CONTRIBUTOR
July 23rd, 2018
Telemedicine is making better care, quicker care and life-saving care available to more patients every day.
Thanks to technological breakthroughs, we don’t need to travel to a doctor’s office or a hospital for every medical need. We can get much of our care right in our own home.
“It used to be that you had to have very expensive equipment and you had to have T-1 lines to allow for video connections,” says Lauren Faison, Director of Telehealth at Tallahassee Memorial HealthCare (TMH), a non-profit community hospital in Florida. “But now with any kind of Wi-Fi signal and a secure software system and a camera, you can provide health care virtually.”
The biggest obstacles? Government. Insurance companies. Employers. They pay the bills. Not only have they been slow to take advantage of telemedicine, they are refusing to pay for most of it – even today. As I explained in a previous post, there are two things standing in the way: a payment system that is decades out of date and attitudes of some doctors whose mindset hasn’t changed since the Middle Ages.
Potential Benefits. The long reach of telemedical technology is being stretched every day:
- Highly skilled doctors at the Mayo Clinic can diagnose and treat stroke victims in real time at rural hospitals, miles away in southern Minnesota and parts of Iowa and Wisconsin. “They zoom in remote video cameras to get detailed focus on individuals. They watch blood pressure numbers and respiration,” explains Glen Stubbe, writing in the Minneapolis Star Tribune. These activities save lives and have life-long recovery effects.

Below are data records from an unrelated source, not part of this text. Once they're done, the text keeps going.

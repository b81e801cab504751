//! Basic throughput benchmarks for the analyzer and the dispatch loop.
//! Named `basic` to match the single `[[bench]]` target declared in
//! `Cargo.toml`, in the style of the teacher's own `evm` crate.

use std::collections::HashMap;
use std::sync::Arc;

use criterion::{black_box, criterion_group, criterion_main, Criterion};
use ethereum_types::{Address, U256};

use evm_core::analysis::Analysis;
use evm_core::frame::{CallContext, Frame, TxContext};
use evm_core::gasometer::RefundCounter;
use evm_core::interpreter;
use evm_core::schedule::Schedule;
use evm_core::shared_cache::SharedCache;
use evm_core::state::{Account, InMemoryState, State};

/// A tight loop: `JUMPDEST PUSH1 1 PUSH1 1 ADD POP PUSH1 0 JUMPI_BACK`-ish
/// counter, repeated enough times to dominate analysis/dispatch overhead.
fn counting_loop_code(iterations: u8) -> Vec<u8> {
    vec![
        0x60, iterations, // PUSH1 iterations
        0x5b, // JUMPDEST (pc=2)
        0x60, 0x01, // PUSH1 1
        0x90, // SWAP1
        0x03, // SUB
        0x80, // DUP1
        0x60, 0x02, // PUSH1 2
        0x57, // JUMPI (back to pc=2 while nonzero)
        0x00, // STOP
    ]
}

fn tx_context() -> TxContext {
    TxContext {
        origin: Address::from_low_u64_be(1),
        gas_price: U256::one(),
        block_coinbase: Address::zero(),
        block_timestamp: 0,
        block_number: 0,
        block_difficulty: U256::zero(),
        block_gas_limit: 30_000_000,
        chain_id: 1,
        base_fee: U256::zero(),
        block_hashes: HashMap::new(),
    }
}

fn bench_analysis(c: &mut Criterion) {
    let code = counting_loop_code(200);
    c.bench_function("analysis/counting_loop", |b| {
        b.iter(|| Analysis::analyze(black_box(&code)))
    });
}

fn bench_interpreter_loop(c: &mut Criterion) {
    let code = Arc::new(counting_loop_code(200));
    let cache = SharedCache::default();
    let analysis = cache.analysis_for(&code);
    let schedule = Schedule::new_cancun();
    let tx = tx_context();

    c.bench_function("interpreter/counting_loop", |b| {
        b.iter(|| {
            let mut state = InMemoryState::new();
            state.set_account(
                Address::from_low_u64_be(100),
                Account {
                    balance: U256::zero(),
                    nonce: 0,
                    code_hash: Default::default(),
                },
            );
            let context = CallContext {
                address: Address::from_low_u64_be(100),
                code_address: Address::from_low_u64_be(100),
                caller: Address::from_low_u64_be(1),
                value: U256::zero(),
                input: Vec::new(),
                is_static: false,
                depth: 0,
                created_this_tx: false,
            };
            let mut frame = Frame::new(context, code.clone(), analysis.clone(), 1_000_000);
            let mut refund = RefundCounter::new();
            black_box(interpreter::run(
                &mut frame,
                &mut state,
                &schedule,
                &cache,
                &mut refund,
                None,
                &tx,
            ))
        })
    });
}

criterion_group!(benches, bench_analysis, bench_interpreter_loop);
criterion_main!(benches);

- A nurse at Mercy Virtual Hospital in St. Louis can use a camera in a hospital room in North Carolina to see that an IV bag is almost empty. She can then call and instruct a nurse on the floor to refill it. The telemedicine cameras are powerful enough to detect a patient’s skin color. Microphones can pick up patient coughs, gasps and groans.
- After hip and knee replacements at Tallahassee Memorial HealthCare, patients are transported to rehab facilities, nursing homes and even to their own homes — where follow-up observations are made with video cameras. “When we have patients who need extra support, we can send them home with a Blue Tooth blood pressure cuff or a Blue Tooth scale and every morning when they get up, the nurse can see that information and react accordingly,” says Faison.
Some doctors and nurses see telemedical technology as competition, but almost everyone in the field has the opposite view: new technology is allowing medical professionals to do a better job. That said, there are many ways in which telemedicine is superior to traditional medicine.
“All the beeping monitors in the patient’s hospital room crank out massive amounts of information, presented in too cumbersome a way for nurses and doctors on site to deal with quickly,” writes Jasu Hu, at Politico Telemedicine provides a way to monitor and digest data streams, looking for signs of trouble.
Computer systems are also able to “see” things that humans might not see. “Critical care-trained nurses and doctors … can camera in and count the pores on someone’s nose,” a Mercy Virtual consultant explains.
Potential costs. Here is the $64,000 question: can telemedicine lower health care costs?
The answer I submit, is overwhelmingly “yes.” But that requires everyone to have an expanded view of what we mean by “cost.” All over the developed world people pay for health care in two ways: with time and money. And almost everywhere, they mainly pay for care with time and not with money by having to wait a long time for care or by having to travel long distances. Even for low-income patients, it appears that the time cost of care is a greater deterrent than the money cost. Telemedicine has the potential to solve that problem – if only we would let it.
TMH serves an 18-county region spanning southern Georgia and Northern Florida and that includes many rural regions. Some patients have to travel 2½ hours just to get from their home to the hospital. That means they must travel 5 hours round trip — for a doctor’s visit that may last only 10 or 15 minutes. Not surprisingly, many patients don’t make those trips – forgoing health care altogether.
Payer Resistance. “If I’m at home and I think my daughter has pink eye, I can log in, see a physician … and I don’t have to leave the house,” says Faison. The trouble is, Medicare won’t pay for that virtual visit. Nor will Blue Cross. Nor will most employer plans.
Faison estimates that telemedicine has reduced TMH readmissions and trips to the emergency room to the tune of $1 million a year. This has allowed the hospital to provide more care to more patients, who derive greater satisfaction from the care they receive. Yet insurers won’t pay for most of the telemedical services it provides.
After years of resistance, Medicare will now pay for telemedical services to rural areas. But it won’t pay for the same services in urban settings. That means that the hip replacement patient, recuperating at home, must get out of bed, travel to the hospital, wend his way to an examination room and then reverse that whole process – at least if he expects Medicare to foot the bill. The patient must make that agonizing journey for an examination that could have been completed with the click of a button.
Telemedicine has great potential. It’s time to unchain it.